The liliger is the hybrid offspring of a male lion (Panthera leo) and a female liger (Panthera leo♂ × Panthera tigris♀). Thus, it is a second generation hybrid. In accordance with Haldane's rule, male tigons and ligers are sterile, but female ligers and tigons can produce cubs. The first such hybrid was born in 1943, at the Hellabrunn Zoo.

==Description==
Male liligers are slightly larger than the females, and also sport a mane, a characteristic they share with male lions. While a liger will often inherit the sandy coloring and stripes of its parentage, liligers often develop rosettes similar to a leopard.

==History==
There are claims of successful breeding of such hybrids in the past, however, these are based on unconfirmed sources and are often contained in entertainment publications. According to Wild Cats of the World (1975) by C. A. W. Guggisberg, ligers and tigons were long thought to be sterile, but in 1943, a 15-year-old hybrid between a lion and an 'Island' tiger was successfully mated with a lion at the Munich Hellabrunn Zoo. The female cub was raised to adulthood despite its delicate health.

In September 2012, the Russian Novosibirsk Zoo announced the first scientifically proven birth of a liliger. The cub was named Kiara, and was born to an 8-year-old female liger, Zita, and a male African lion, Sam. On May 16, 2013, the same couple produced three more female liligers: Luna, Sandra, and Eva.

A liliger was born in the United States from a lion named Simba and a ligress named Akaria at 6:18 AM on November 29, 2013, at The Garold Wayne Interactive Zoological Foundation in Oklahoma. At approximately 3:00 AM on November 30, 2013, the ligress gave birth to two more cubs.

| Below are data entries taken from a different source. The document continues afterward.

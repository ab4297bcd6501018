// Copyright 2024 The PJJ Authors
//
// Licensed under the Apache License, Version 2.0 (the "License");
// you may not use this file except in compliance with the License.
// You may obtain a copy of the License at
//
// https://www.apache.org/licenses/LICENSE-2.0
//
// Unless required by applicable law or agreed to in writing, software
// distributed under the License is distributed on an "AS IS" BASIS,
// WITHOUT WARRANTIES OR CONDITIONS OF ANY KIND, either express or implied.
// See the License for the specific language governing permissions and
// limitations under the License.

//! The repository handle: the engine facade every mutation and query goes
//! through.
//!
//! Every mutation is one operation: snapshot the working copy, mutate a
//! transaction's view, project touched changes into Git commits, then
//! persist everything and append the operation record. Readers answer from
//! the in-memory view and never touch the operation log.

use std::path::{Path, PathBuf};
use std::sync::Arc;

use thiserror::Error;
use tracing::instrument;

use crate::backend::{
    BackendError, ChangeId, CommitId, ConflictId, GitStore, OperationId, Tree, TreeEntry,
};
use crate::conflicts::{
    self, ConflictError, ConflictSet, MarkerStyle, Resolution, ResolutionStrategy,
};
use crate::error::{ClassifiedError, ErrorKind};
use crate::events::{self, Event, EventBus, EventPayload, HookError};
use crate::fs::Fs;
use crate::git::{self, GitBridgeError, GitExportStats, GitImportStats};
use crate::graph::{Change, ChangeGraph, ChangePatch, GraphError};
use crate::merge::{DriverRegistry, MergeDriver, MergeError};
use crate::object_id::ObjectId as _;
use crate::op_store::{
    apply_delta, ApplyDirection, ChangeFlags, OpStoreError, Operation, OperationPayload, RepoDelta,
    View,
};
use crate::operation::{OpLog, OpLogError};
use crate::refs::{validate_bookmark_name, Bookmark, RefsError};
use crate::revset::{self, RevsetContext, RevsetError};
use crate::rewrite::{self, RebaseOutcome, RewriteError};
use crate::settings::UserSettings;
use crate::storage::{StorageError, StorageManager};
use crate::transaction::Transaction;
use crate::working_copy::{WorkingCopy, WorkingCopyError, WorkingCopyState};

const GRAPH_KEY: &str = "graph.json";
const OPLOG_KEY: &str = "oplog.jsonl";
const BOOKMARKS_KEY: &str = "bookmarks.json";
const CONFLICTS_KEY: &str = "conflicts.json";
const OP_HEADS_KEY: &str = "op-heads.json";
pub const DEFAULT_WORKSPACE: &str = "default";
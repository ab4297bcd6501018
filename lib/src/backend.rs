// Copyright 2024 The PJJ Authors
//
// Licensed under the Apache License, Version 2.0 (the "License");
// you may not use this file except in compliance with the License.
// You may obtain a copy of the License at
//
// https://www.apache.org/licenses/LICENSE-2.0
//
// Unless required by applicable law or agreed to in writing, software
// distributed under the License is distributed on an "AS IS" BASIS,
// WITHOUT WARRANTIES OR CONDITIONS OF ANY KIND, either express or implied.
// See the License for the specific language governing permissions and
// limitations under the License.

#![allow(missing_docs)]

use std::fmt::Debug;

use indexmap::IndexMap;
use serde::{Deserialize, Serialize};
use thiserror::Error;

use crate::error::{ClassifiedError, ErrorKind};
use crate::object_id::id_type;

id_type!(pub ChangeId);
id_type!(pub CommitId);
id_type!(pub TreeId);
id_type!(pub FileId);
id_type!(pub ConflictId);
id_type!(pub OperationId);

#[derive(Debug, PartialEq, Eq, Clone, PartialOrd, Ord, Hash, Serialize, Deserialize)]
pub struct MillisSinceEpoch(pub i64);

#[derive(Debug, PartialEq, Eq, Clone, PartialOrd, Ord, Serialize, Deserialize)]
pub struct Timestamp {
    pub timestamp: MillisSinceEpoch,
    // time zone offset in minutes
    pub tz_offset: i32,
}

impl Timestamp {
    pub fn now() -> Self {
        Self::from_datetime(chrono::offset::Local::now())
    }

    pub fn from_datetime<Tz: chrono::TimeZone<Offset = chrono::offset::FixedOffset>>(
        datetime: chrono::DateTime<Tz>,
    ) -> Self {
        Self {
            timestamp: MillisSinceEpoch(datetime.timestamp_millis()),
            tz_offset: datetime.offset().local_minus_utc() / 60,
        }
    }
}

#[derive(Debug, PartialEq, Eq, Clone, Serialize, Deserialize)]
pub struct Signature {
    pub name: String,
    pub email: String,
    pub timestamp: Timestamp,
}

/// A single entry of a change's tree: the blob holding the content plus the
/// executable bit.
#[derive(Debug, PartialEq, Eq, Clone, Serialize, Deserialize)]
pub struct TreeEntry {
    pub id: FileId,
    #[serde(default, skip_serializing_if = "std::ops::Not::not")]
    pub executable: bool,
}

impl TreeEntry {
    pub fn normal(id: FileId) -> Self {
        TreeEntry {
            id,
            executable: false,
        }
    }
}

/// The snapshot of tracked paths belonging to one change. Paths are
/// repo-relative, `/`-separated, in insertion order; contents live in the
/// Git object store as blobs.
#[derive(Debug, Default, PartialEq, Eq, Clone, Serialize, Deserialize)]
#[serde(transparent)]
pub struct Tree {
    entries: IndexMap<String, TreeEntry>,
}

impl Tree {
    pub fn is_empty(&self) -> bool {
        self.entries.is_empty()
    }

    pub fn len(&self) -> usize {
        self.entries.len()
    }

    pub fn get(&self, path: &str) -> Option<&TreeEntry> {
        self.entries.get(path)
    }

    pub fn set(&mut self, path: String, entry: TreeEntry) {
        self.entries.insert(path, entry);
    }

    pub fn remove(&mut self, path: &str) -> Option<TreeEntry> {
        self.entries.shift_remove(path)
    }

    pub fn entries(&self) -> impl Iterator<Item = (&String, &TreeEntry)> {
        self.entries.iter()
    }

    pub fn paths(&self) -> impl Iterator<Item = &String> {
        self.entries.keys()
    }

    /// Paths whose entry differs between `self` and `other`, in the order
    /// they appear in either tree.
    pub fn diff_paths(&self, other: &Tree) -> Vec<String> {
        let mut paths = vec![];
        for (path, entry) in &self.entries {
            if other.get(path) != Some(entry) {
                paths.push(path.clone());
            }
        }
        for path in other.entries.keys() {
            if !self.entries.contains_key(path) {
                paths.push(path.clone());
            }
        }
        paths
    }
}

impl FromIterator<(String, TreeEntry)> for Tree {
    fn from_iter<I: IntoIterator<Item = (String, TreeEntry)>>(iter: I) -> Self {
        Tree {
            entries: iter.into_iter().collect(),
        }
    }
}

/// A commit as the Git object store sees it. The engine's `Change` projects
/// into one of these; the change id travels in the message trailer.
#[derive(Debug, PartialEq, Eq, Clone)]
pub struct GitCommit {
    pub parents: Vec<CommitId>,
    pub tree: TreeId,
    pub author: Signature,
    pub committer: Signature,
    pub message: String,
}

#[derive(Debug, Error, PartialEq, Eq)]
pub enum BackendError {
    #[error("Object not found")]
    NotFound,
    #[error("Error: {0}")]
    Other(String),
}

impl ClassifiedError for BackendError {
    fn kind(&self) -> ErrorKind {
        match self {
            BackendError::NotFound => ErrorKind::NotFound,
            BackendError::Other(_) => ErrorKind::StorageError,
        }
    }
}

pub type BackendResult<T> = Result<T, BackendError>;

/// The consumed Git object-store interface. Implementations wrap a real Git
/// library or an in-memory store for tests; the engine never touches Git
/// internals directly.
pub trait GitStore: Send + Sync + Debug {
    fn init(&self) -> BackendResult<()>;

    fn write_blob(&self, content: &[u8]) -> BackendResult<FileId>;

    fn read_blob(&self, id: &FileId) -> BackendResult<Vec<u8>>;

    fn write_tree(&self, tree: &Tree) -> BackendResult<TreeId>;

    fn read_tree(&self, id: &TreeId) -> BackendResult<Tree>;

    fn write_commit(&self, commit: &GitCommit) -> BackendResult<CommitId>;

    fn read_commit(&self, id: &CommitId) -> BackendResult<GitCommit>;

    fn resolve_ref(&self, name: &str) -> BackendResult<Option<CommitId>>;

    fn update_ref(&self, name: &str, target: &CommitId) -> BackendResult<()>;

    fn delete_ref(&self, name: &str) -> BackendResult<()>;

    /// Refs whose full name starts with `prefix`, as `(name, target)` pairs.
    fn list_refs(&self, prefix: &str) -> BackendResult<Vec<(String, CommitId)>>;

    fn fetch(&self, remote: &str) -> BackendResult<()>;

    fn push(&self, remote: &str, refspecs: &[String]) -> BackendResult<()>;
}

#[cfg(test)]
mod tests {
    use super::*;
    use crate::object_id::ObjectId as _;

    #[test]
    fn test_tree_diff_paths() {
        let blob_a = FileId::try_from_hex("aa").unwrap();
        let blob_b = FileId::try_from_hex("bb").unwrap();
        let mut left = Tree::default();
        left.set("same.txt".to_owned(), TreeEntry::normal(blob_a.clone()));
        left.set("changed.txt".to_owned(), TreeEntry::normal(blob_a.clone()));
        left.set("removed.txt".to_owned(), TreeEntry::normal(blob_a.clone()));
        let mut right = Tree::default();
        right.set("same.txt".to_owned(), TreeEntry::normal(blob_a));
        right.set("changed.txt".to_owned(), TreeEntry::normal(blob_b.clone()));
        right.set("added.txt".to_owned(), TreeEntry::normal(blob_b));
        assert_eq!(
            left.diff_paths(&right),
            vec!["changed.txt", "removed.txt", "added.txt"]
        );
    }

    #[test]
    fn test_tree_serializes_as_map() {
        let mut tree = Tree::default();
        tree.set(
            "a.txt".to_owned(),
            TreeEntry::normal(FileId::try_from_hex("0102").unwrap()),
        );
        let json = serde_json::to_string(&tree).unwrap();
        assert_eq!(json, r#"{"a.txt":{"id":"0102"}}"#);
        let parsed: Tree = serde_json::from_str(&json).unwrap();
        assert_eq!(parsed, tree);
    }
}
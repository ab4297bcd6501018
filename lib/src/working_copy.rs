// Copyright 2024 The PJJ Authors
//
// Licensed under the Apache License, Version 2.0 (the "License");
// you may not use this file except in compliance with the License.
// You may obtain a copy of the License at
//
// https://www.apache.org/licenses/LICENSE-2.0
//
// Unless required by applicable law or agreed to in writing, software
// distributed under the License is distributed on an "AS IS" BASIS,
// WITHOUT WARRANTIES OR CONDITIONS OF ANY KIND, either express or implied.
// See the License for the specific language governing permissions and
// limitations under the License.

//! The working copy: the change currently materialized in the filesystem.
//! There is no staging area; dirty state is folded into the current change
//! by [`WorkingCopy::snapshot`], detected per path by size, then mtime,
//! then content hash.

use std::path::{Path, PathBuf};
use std::sync::Arc;

use blake2::{Blake2b512, Digest as _};
use indexmap::IndexMap;
use serde::{Deserialize, Serialize};
use thiserror::Error;
use tracing::instrument;

use crate::backend::{BackendError, ChangeId, GitStore, Tree, TreeEntry};
use crate::error::{ClassifiedError, ErrorKind};
use crate::fs::{Fs, FsError};

#[derive(Debug, Error)]
pub enum WorkingCopyError {
    #[error(transparent)]
    Fs(#[from] FsError),
    #[error(transparent)]
    Backend(#[from] BackendError),
    #[error("\"{path}\" is not a tracked file")]
    NotTracked { path: String },
}

impl ClassifiedError for WorkingCopyError {
    fn kind(&self) -> ErrorKind {
        match self {
            WorkingCopyError::Fs(err) => err.kind(),
            WorkingCopyError::Backend(err) => err.kind(),
            WorkingCopyError::NotTracked { .. } => ErrorKind::NotFound,
        }
    }

    fn context(&self) -> Option<String> {
        match self {
            WorkingCopyError::NotTracked { path } => Some(path.clone()),
            WorkingCopyError::Fs(err) => err.context(),
            WorkingCopyError::Backend(_) => None,
        }
    }
}

pub type WorkingCopyResult<T> = Result<T, WorkingCopyError>;

#[derive(Debug, Clone, PartialEq, Eq, Serialize, Deserialize)]
pub struct FileState {
    pub size: u64,
    pub mtime: i64,
    pub hash: String,
}

/// Persisted as `working-copy.json`.
#[derive(Debug, Clone, PartialEq, Eq, Serialize, Deserialize)]
pub struct WorkingCopyState {
    pub current: ChangeId,
    pub tracked: IndexMap<String, FileState>,
}

fn hash_content(content: &[u8]) -> String {
    hex::encode(Blake2b512::digest(content))
}

/// What a filesystem walk found: the tree it describes and the matching
/// tracked index.
#[derive(Debug, Clone)]
pub struct SnapshotOutcome {
    pub tree: Tree,
    pub tracked: IndexMap<String, FileState>,
}

#[derive(Debug)]
pub struct WorkingCopy {
    fs: Arc<dyn Fs>,
    root: PathBuf,
    state: WorkingCopyState,
}

impl WorkingCopy {
    pub fn new(fs: Arc<dyn Fs>, root: PathBuf, state: WorkingCopyState) -> Self {
        WorkingCopy { fs, root, state }
    }

    pub fn state(&self) -> &WorkingCopyState {
        &self.state
    }

    pub fn set_state(&mut self, state: WorkingCopyState) {
        self.state = state;
    }

    pub fn current_change_id(&self) -> &ChangeId {
        &self.state.current
    }

    pub fn set_current(&mut self, id: ChangeId) {
        self.state.current = id;
    }

    fn fs_path(&self, path: &str) -> PathBuf {
        self.root.join(path)
    }

    fn walk_files(&self, dir: &Path, prefix: &str, out: &mut Vec<String>) -> WorkingCopyResult<()> {
        for name in self.fs.read_dir(dir)? {
            if prefix.is_empty() && (name == ".git" || name == ".jj") {
                continue;
            }
            let rel = if prefix.is_empty() {
                name.clone()
            } else {
                format!("{prefix}/{name}")
            };
            let full = dir.join(&name);
            let metadata = self.fs.stat(&full)?;
            if metadata.is_dir {
                self.walk_files(&full, &rel, out)?;
            } else {
                out.push(rel);
            }
        }
        Ok(())
    }

    /// Walks the filesystem and returns the tree it currently describes,
    /// plus the refreshed tracked index. `base_tree` is the current
    /// change's tree; unchanged paths reuse its blobs so clean snapshots
    /// write nothing. The working-copy state itself is untouched, so a
    /// failed operation rolls back for free; apply the outcome with
    /// [`Self::apply_snapshot`] (or let a later materialize rebuild it).
    #[instrument(skip_all)]
    pub fn snapshot(
        &self,
        git: &dyn GitStore,
        base_tree: &Tree,
    ) -> WorkingCopyResult<SnapshotOutcome> {
        let mut paths = vec![];
        self.walk_files(&self.root, "", &mut paths)?;
        let mut new_tree = Tree::default();
        let mut new_tracked = IndexMap::new();
        for path in paths {
            let metadata = self.fs.stat(&self.fs_path(&path))?;
            let executable = metadata.mode & 0o111 != 0;
            let clean = self
                .state
                .tracked
                .get(&path)
                .is_some_and(|old| old.size == metadata.size && old.mtime == metadata.mtime);
            if clean {
                if let Some(entry) = base_tree.get(&path) {
                    let state = self.state.tracked[&path].clone();
                    new_tree.set(path.clone(), entry.clone());
                    new_tracked.insert(path, state);
                    continue;
                }
            }
            let content = self.fs.read(&self.fs_path(&path))?;
            let hash = hash_content(&content);
            let entry = match base_tree.get(&path) {
                // Touched but identical content: keep the old blob.
                Some(entry)
                    if self.state.tracked.get(&path).map(|s| s.hash.as_str())
                        == Some(hash.as_str()) =>
                {
                    TreeEntry {
                        id: entry.id.clone(),
                        executable,
                    }
                }
                _ => {
                    let id = git.write_blob(&content)?;
                    TreeEntry { id, executable }
                }
            };
            new_tree.set(path.clone(), entry);
            new_tracked.insert(
                path,
                FileState {
                    size: metadata.size,
                    mtime: metadata.mtime,
                    hash,
                },
            );
        }
        Ok(SnapshotOutcome {
            tree: new_tree,
            tracked: new_tracked,
        })
    }

    pub fn apply_snapshot(&mut self, outcome: SnapshotOutcome) {
        self.state.tracked = outcome.tracked;
    }

    /// Writes `tree` out to the filesystem and rebuilds the tracked index.
    /// Tracked paths absent from `tree` are deleted.
    #[instrument(skip_all)]
    pub fn materialize(&mut self, git: &dyn GitStore, tree: &Tree) -> WorkingCopyResult<()> {
        let stale: Vec<String> = self
            .state
            .tracked
            .keys()
            .filter(|path| tree.get(path).is_none())
            .cloned()
            .collect();
        for path in stale {
            match self.fs.remove(&self.fs_path(&path)) {
                Ok(()) | Err(FsError::NotFound { .. }) => {}
                Err(err) => return Err(err.into()),
            }
        }
        let mut new_tracked = IndexMap::new();
        for (path, entry) in tree.entries() {
            let content = git.read_blob(&entry.id)?;
            let hash = hash_content(&content);
            let full = self.fs_path(path);
            // Skip paths whose on-disk content already matches; this keeps
            // mtimes stable across snapshot-then-materialize round trips.
            // The stat must still match the index, or the disk has drifted
            // and needs the write.
            if let Some(old) = self.state.tracked.get(path) {
                if old.hash == hash && old.size == content.len() as u64 {
                    if let Ok(metadata) = self.fs.stat(&full) {
                        if metadata.size == old.size && metadata.mtime == old.mtime {
                            new_tracked.insert(path.clone(), old.clone());
                            continue;
                        }
                    }
                }
            }
            if let Some(parent) = full.parent() {
                self.fs.mkdir_all(parent)?;
            }
            self.fs.write(&full, &content)?;
            if entry.executable {
                self.fs.chmod(&full, 0o755)?;
            }
            let metadata = self.fs.stat(&full)?;
            new_tracked.insert(
                path.clone(),
                FileState {
                    size: metadata.size,
                    mtime: metadata.mtime,
                    hash,
                },
            );
        }
        self.state.tracked = new_tracked;
        Ok(())
    }

    /// True if any tracked path differs from the index by size or mtime, or
    /// if an untracked file appeared.
    pub fn is_dirty(&self) -> WorkingCopyResult<bool> {
        let mut paths = vec![];
        self.walk_files(&self.root, "", &mut paths)?;
        if paths.len() != self.state.tracked.len() {
            return Ok(true);
        }
        for path in paths {
            let Some(old) = self.state.tracked.get(&path) else {
                return Ok(true);
            };
            let metadata = self.fs.stat(&self.fs_path(&path))?;
            if old.size != metadata.size || old.mtime != metadata.mtime {
                return Ok(true);
            }
        }
        Ok(false)
    }

    pub fn write_file(&self, path: &str, content: &[u8]) -> WorkingCopyResult<()> {
        let full = self.fs_path(path);
        if let Some(parent) = full.parent() {
            self.fs.mkdir_all(parent)?;
        }
        self.fs.write(&full, content)?;
        Ok(())
    }

    pub fn read_file(&self, path: &str) -> WorkingCopyResult<Vec<u8>> {
        Ok(self.fs.read(&self.fs_path(path))?)
    }

    pub fn move_file(&mut self, from: &str, to: &str) -> WorkingCopyResult<()> {
        let to_full = self.fs_path(to);
        if let Some(parent) = to_full.parent() {
            self.fs.mkdir_all(parent)?;
        }
        self.fs.rename(&self.fs_path(from), &to_full)?;
        if let Some(state) = self.state.tracked.shift_remove(from) {
            self.state.tracked.insert(to.to_owned(), state);
        }
        Ok(())
    }

    pub fn remove_file(&mut self, path: &str) -> WorkingCopyResult<()> {
        if self.state.tracked.shift_remove(path).is_none() {
            return Err(WorkingCopyError::NotTracked {
                path: path.to_owned(),
            });
        }
        self.fs.remove(&self.fs_path(path))?;
        Ok(())
    }
}
// Copyright 2024 The PJJ Authors
//
// Licensed under the Apache License, Version 2.0 (the "License");
// you may not use this file except in compliance with the License.
// You may obtain a copy of the License at
//
// https://www.apache.org/licenses/LICENSE-2.0
//
// Unless required by applicable law or agreed to in writing, software
// distributed under the License is distributed on an "AS IS" BASIS,
// WITHOUT WARRANTIES OR CONDITIONS OF ANY KIND, either express or implied.
// See the License for the specific language governing permissions and
// limitations under the License.

//! Bookmarks: named pointers into the change graph, the analogue of Git
//! branches. A `(name, remote)` pair is unique; `remote == None` is the
//! local bookmark.

use serde::{Deserialize, Serialize};
use thiserror::Error;

use crate::backend::ChangeId;
use crate::error::{ClassifiedError, ErrorKind};

const FORBIDDEN_NAME_CHARS: &[char] = &['@', ':', '~', '^', '?', '*'];

#[derive(Debug, Error, PartialEq, Eq)]
pub enum RefsError {
    #[error("Invalid bookmark name \"{name}\"")]
    InvalidName { name: String },
    #[error("Bookmark \"{name}\" already exists")]
    AlreadyExists { name: String },
    #[error("Bookmark \"{name}\" doesn't exist")]
    NotFound { name: String },
}

impl ClassifiedError for RefsError {
    fn kind(&self) -> ErrorKind {
        match self {
            RefsError::InvalidName { .. } => ErrorKind::ValidationError,
            RefsError::AlreadyExists { .. } => ErrorKind::AlreadyExists,
            RefsError::NotFound { .. } => ErrorKind::NotFound,
        }
    }

    fn context(&self) -> Option<String> {
        match self {
            RefsError::InvalidName { name }
            | RefsError::AlreadyExists { name }
            | RefsError::NotFound { name } => Some(name.clone()),
        }
    }

    fn suggestion(&self) -> Option<String> {
        match self {
            RefsError::InvalidName { .. } => Some(
                "Bookmark names are ASCII without whitespace or any of `@ : ~ ^ ? *`".to_owned(),
            ),
            _ => None,
        }
    }
}

pub fn validate_bookmark_name(name: &str) -> Result<(), RefsError> {
    let valid = !name.is_empty()
        && name.chars().all(|c| {
            c.is_ascii() && !c.is_ascii_whitespace() && !c.is_ascii_control()
                && !FORBIDDEN_NAME_CHARS.contains(&c)
        });
    if valid {
        Ok(())
    } else {
        Err(RefsError::InvalidName {
            name: name.to_owned(),
        })
    }
}

#[derive(Debug, Clone, PartialEq, Eq, Serialize, Deserialize)]
pub struct Bookmark {
    pub name: String,
    pub target: ChangeId,
    #[serde(default, skip_serializing_if = "Option::is_none")]
    pub remote: Option<String>,
    #[serde(default)]
    pub tracked: bool,
}

impl Bookmark {
    pub fn local(name: impl Into<String>, target: ChangeId) -> Self {
        Bookmark {
            name: name.into(),
            target,
            remote: None,
            tracked: false,
        }
    }

    pub fn is_local(&self) -> bool {
        self.remote.is_none()
    }
}

/// All bookmarks of a repository, local and remote, as persisted in
/// `bookmarks.json`.
#[derive(Debug, Clone, Default, PartialEq, Eq, Serialize, Deserialize)]
pub struct BookmarkSet {
    pub bookmarks: Vec<Bookmark>,
}

impl BookmarkSet {
    pub fn get(&self, name: &str, remote: Option<&str>) -> Option<&Bookmark> {
        self.bookmarks
            .iter()
            .find(|b| b.name == name && b.remote.as_deref() == remote)
    }

    pub fn local_bookmarks(&self) -> impl Iterator<Item = &Bookmark> {
        self.bookmarks.iter().filter(|b| b.is_local())
    }

    pub fn remote_bookmarks(&self) -> impl Iterator<Item = &Bookmark> {
        self.bookmarks.iter().filter(|b| !b.is_local())
    }

    /// Inserts or replaces the bookmark with the same `(name, remote)`.
    /// The set stays sorted by `(name, remote)` so serialization is
    /// position-independent.
    pub fn upsert(&mut self, bookmark: Bookmark) {
        match self
            .bookmarks
            .iter_mut()
            .find(|b| b.name == bookmark.name && b.remote == bookmark.remote)
        {
            Some(existing) => *existing = bookmark,
            None => self.bookmarks.push(bookmark),
        }
        self.bookmarks
            .sort_by(|a, b| (&a.name, &a.remote).cmp(&(&b.name, &b.remote)));
    }

    pub fn remove(&mut self, name: &str, remote: Option<&str>) -> Option<Bookmark> {
        let index = self
            .bookmarks
            .iter()
            .position(|b| b.name == name && b.remote.as_deref() == remote)?;
        Some(self.bookmarks.remove(index))
    }

    /// Bookmarks pointing at `target`, local first.
    pub fn bookmarks_for_target(&self, target: &ChangeId) -> Vec<&Bookmark> {
        let (local, remote): (Vec<_>, Vec<_>) = self
            .bookmarks
            .iter()
            .filter(|b| b.target == *target)
            .partition(|b| b.is_local());
        local.into_iter().chain(remote).collect()
    }
}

Craig Packer, director of the Lion Research Center at the University of Minnesota has said "In terms of conservation, it's so far away from anything, it's kind of pointless to even say it's irrelevant." The Association of Zoos and Aquariums (AZA), the organization responsible for accrediting zoos in North America, neither approves of nor breeds the animals, because they focus on the conservation of wildlife and programs serving that purpose.